What to work on:
How many lines in the data hold the string "AnalyzeResponse"? State the number alone.

Stored data
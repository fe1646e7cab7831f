use std::path::{Path, PathBuf};

use verbo_core::VerbAnalysis;
use verbo_core::responses::{AnalyzeResponse, SkippedInput};
use verbo_rules::{ConjugationRecord, analyze_record};

use crate::cli::GlobalFlags;
use crate::cli::root_commands::AnalyzeArgs;
use crate::context::AppContext;
use crate::output::{Table, output, preview};
use crate::progress::FileProgress;

/// Handle `verbo analyze`.
pub fn handle(args: &AnalyzeArgs, ctx: &AppContext, flags: &GlobalFlags) -> anyhow::Result<()> {
    let response = run(&args.paths);
    let preview_forms = ctx.config.analysis.preview_forms;
    output(&response, flags.format, |response| {
        analysis_table(response, preview_forms)
    })
}

/// Analyze every record under `paths`. Unusable inputs are reported, not fatal.
pub fn run(paths: &[PathBuf]) -> AnalyzeResponse {
    let (files, mut skipped) = collect_inputs(paths);
    let progress = FileProgress::start(files.len());

    let mut verbs = Vec::new();
    for path in &files {
        progress.reading(path);
        match analyze_file(path) {
            Ok(analysis) => verbs.push(analysis),
            Err(error) => {
                tracing::warn!(path = %path.display(), %error, "skipping record");
                skipped.push(SkippedInput {
                    path: path.display().to_string(),
                    reason: error.to_string(),
                });
            }
        }
        progress.done_one();
    }
    progress.finish();

    let commands: Vec<String> = verbs
        .iter()
        .filter_map(VerbAnalysis::remediation_command)
        .collect();
    AnalyzeResponse {
        files_checked: files.len(),
        irregular_verbs: commands.len(),
        verbs,
        skipped,
        commands,
    }
}

fn analyze_file(path: &Path) -> Result<VerbAnalysis, verbo_rules::RulesError> {
    let record = ConjugationRecord::from_path(path)?;
    analyze_record(&record)
}

/// Expand directories into their `*.json` files, sorted. Missing paths are skipped.
fn collect_inputs(paths: &[PathBuf]) -> (Vec<PathBuf>, Vec<SkippedInput>) {
    let mut files = Vec::new();
    let mut skipped = Vec::new();
    for path in paths {
        if path.is_dir() {
            match json_files_in(path) {
                Ok(found) => files.extend(found),
                Err(error) => skipped.push(SkippedInput {
                    path: path.display().to_string(),
                    reason: error.to_string(),
                }),
            }
        } else if path.is_file() {
            files.push(path.clone());
        } else {
            skipped.push(SkippedInput {
                path: path.display().to_string(),
                reason: "no such file or directory".to_string(),
            });
        }
    }
    (files, skipped)
}

fn json_files_in(dir: &Path) -> std::io::Result<Vec<PathBuf>> {
    let mut files = Vec::new();
    for entry in std::fs::read_dir(dir)? {
        let path = entry?.path();
        if path.is_file() && path.extension().is_some_and(|ext| ext == "json") {
            files.push(path);
        }
    }
    files.sort();
    Ok(files)
}

fn analysis_table(response: &AnalyzeResponse, preview_forms: usize) -> Table {
    let mut table = Table::new(&["verb", "group", "tense", "mismatches", "actual", "expected"]);
    for analysis in &response.verbs {
        if !analysis.is_irregular() {
            table.push_row(vec![
                analysis.infinitive.clone(),
                analysis.group.to_string(),
                "-".to_string(),
                "0".to_string(),
                "regular".to_string(),
                "-".to_string(),
            ]);
            continue;
        }
        for (tense, mismatch) in analysis.report.iter() {
            table.push_row(vec![
                analysis.infinitive.clone(),
                analysis.group.to_string(),
                tense.to_string(),
                mismatch.mismatch_count.to_string(),
                preview(&mismatch.actual_forms, preview_forms),
                preview(&mismatch.expected_forms, preview_forms),
            ]);
        }
    }

    table.push_footer(format!(
        "{} file(s) checked, {} verb(s) with irregular tenses, {} skipped",
        response.files_checked,
        response.irregular_verbs,
        response.skipped.len()
    ));
    for skipped in &response.skipped {
        table.push_footer(format!("skipped {}: {}", skipped.path, skipped.reason));
    }
    if !response.commands.is_empty() {
        table.push_footer("suggested commands:");
        table.footer.extend(response.commands.iter().map(|c| format!("  {c}")));
    }
    table
}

Task output:
4